WHAT NEEDS TO BE DONE:
The lines to retype are the one with "pub fn parse_jsonl(path: &Path, raw: &str)" and all that follow it to the end of the entries below; copy them exactly and nothing else.

##### DATA SUPPLIED #####

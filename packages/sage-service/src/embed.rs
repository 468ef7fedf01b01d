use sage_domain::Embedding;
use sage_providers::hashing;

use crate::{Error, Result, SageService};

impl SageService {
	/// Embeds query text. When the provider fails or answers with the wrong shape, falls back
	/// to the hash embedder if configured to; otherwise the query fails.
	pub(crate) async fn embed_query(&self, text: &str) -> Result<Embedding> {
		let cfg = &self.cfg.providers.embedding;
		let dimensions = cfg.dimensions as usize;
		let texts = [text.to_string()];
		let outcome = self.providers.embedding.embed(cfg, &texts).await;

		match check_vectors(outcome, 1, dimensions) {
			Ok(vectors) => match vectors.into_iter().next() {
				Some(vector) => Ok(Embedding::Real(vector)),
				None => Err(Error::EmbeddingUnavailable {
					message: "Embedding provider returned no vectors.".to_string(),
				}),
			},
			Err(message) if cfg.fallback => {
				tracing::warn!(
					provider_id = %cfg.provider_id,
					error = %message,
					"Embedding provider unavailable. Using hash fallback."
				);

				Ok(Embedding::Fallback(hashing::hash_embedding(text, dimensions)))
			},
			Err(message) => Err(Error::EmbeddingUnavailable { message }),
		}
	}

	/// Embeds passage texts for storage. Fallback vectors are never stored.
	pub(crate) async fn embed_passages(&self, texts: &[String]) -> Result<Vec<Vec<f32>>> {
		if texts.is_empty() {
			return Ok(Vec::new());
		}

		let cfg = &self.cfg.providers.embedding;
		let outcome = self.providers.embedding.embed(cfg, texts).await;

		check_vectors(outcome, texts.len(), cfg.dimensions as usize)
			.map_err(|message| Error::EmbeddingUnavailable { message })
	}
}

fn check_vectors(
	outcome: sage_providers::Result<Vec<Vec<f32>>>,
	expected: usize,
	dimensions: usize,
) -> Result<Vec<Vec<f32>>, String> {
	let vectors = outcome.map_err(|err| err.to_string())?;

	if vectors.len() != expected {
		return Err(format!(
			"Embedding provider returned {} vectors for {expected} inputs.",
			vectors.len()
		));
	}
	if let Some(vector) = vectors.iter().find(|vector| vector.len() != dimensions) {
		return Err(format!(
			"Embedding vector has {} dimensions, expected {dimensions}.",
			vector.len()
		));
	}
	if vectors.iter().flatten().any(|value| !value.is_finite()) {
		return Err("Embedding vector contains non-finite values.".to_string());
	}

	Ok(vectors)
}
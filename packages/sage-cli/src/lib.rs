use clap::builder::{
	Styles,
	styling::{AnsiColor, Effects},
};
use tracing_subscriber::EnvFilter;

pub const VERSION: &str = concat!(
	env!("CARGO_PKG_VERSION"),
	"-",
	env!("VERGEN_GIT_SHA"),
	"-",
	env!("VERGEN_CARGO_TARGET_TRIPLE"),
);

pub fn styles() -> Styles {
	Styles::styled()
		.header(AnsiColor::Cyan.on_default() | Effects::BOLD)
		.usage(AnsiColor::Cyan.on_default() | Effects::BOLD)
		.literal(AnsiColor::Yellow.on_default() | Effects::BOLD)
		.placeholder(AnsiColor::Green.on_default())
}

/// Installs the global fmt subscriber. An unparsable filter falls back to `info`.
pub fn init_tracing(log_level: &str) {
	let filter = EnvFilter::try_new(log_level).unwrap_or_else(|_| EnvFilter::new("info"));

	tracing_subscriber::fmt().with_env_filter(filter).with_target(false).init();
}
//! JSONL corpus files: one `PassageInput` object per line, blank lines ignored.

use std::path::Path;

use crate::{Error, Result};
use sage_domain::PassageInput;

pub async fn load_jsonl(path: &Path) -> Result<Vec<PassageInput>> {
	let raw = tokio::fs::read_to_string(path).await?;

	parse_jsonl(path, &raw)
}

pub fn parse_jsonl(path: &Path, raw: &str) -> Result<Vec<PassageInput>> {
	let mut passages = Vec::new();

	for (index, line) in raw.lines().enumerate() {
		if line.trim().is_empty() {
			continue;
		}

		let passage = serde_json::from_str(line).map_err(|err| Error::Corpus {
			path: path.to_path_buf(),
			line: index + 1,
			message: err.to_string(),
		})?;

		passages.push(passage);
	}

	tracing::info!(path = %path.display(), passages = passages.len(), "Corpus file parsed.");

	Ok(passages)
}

#####

SOLUTION TO THE EXERCISE:
pub fn parse_jsonl(path: &Path, raw: &str) -> Result<Vec<PassageInput>> {
	let mut passages = Vec::new();

	for (index, line) in raw.lines().enumerate() {
		if line.trim().is_empty() {
			continue;
		}

		let passage = serde_json::from_str(line).map_err(|err| Error::Corpus {
			path: path.to_path_buf(),
			line: index + 1,
			message: err.to_string(),
		})?;

		passages.push(passage);
	}

	tracing::info!(path = %path.display(), passages = passages.len(), "Corpus file parsed.");

	Ok(passages)
}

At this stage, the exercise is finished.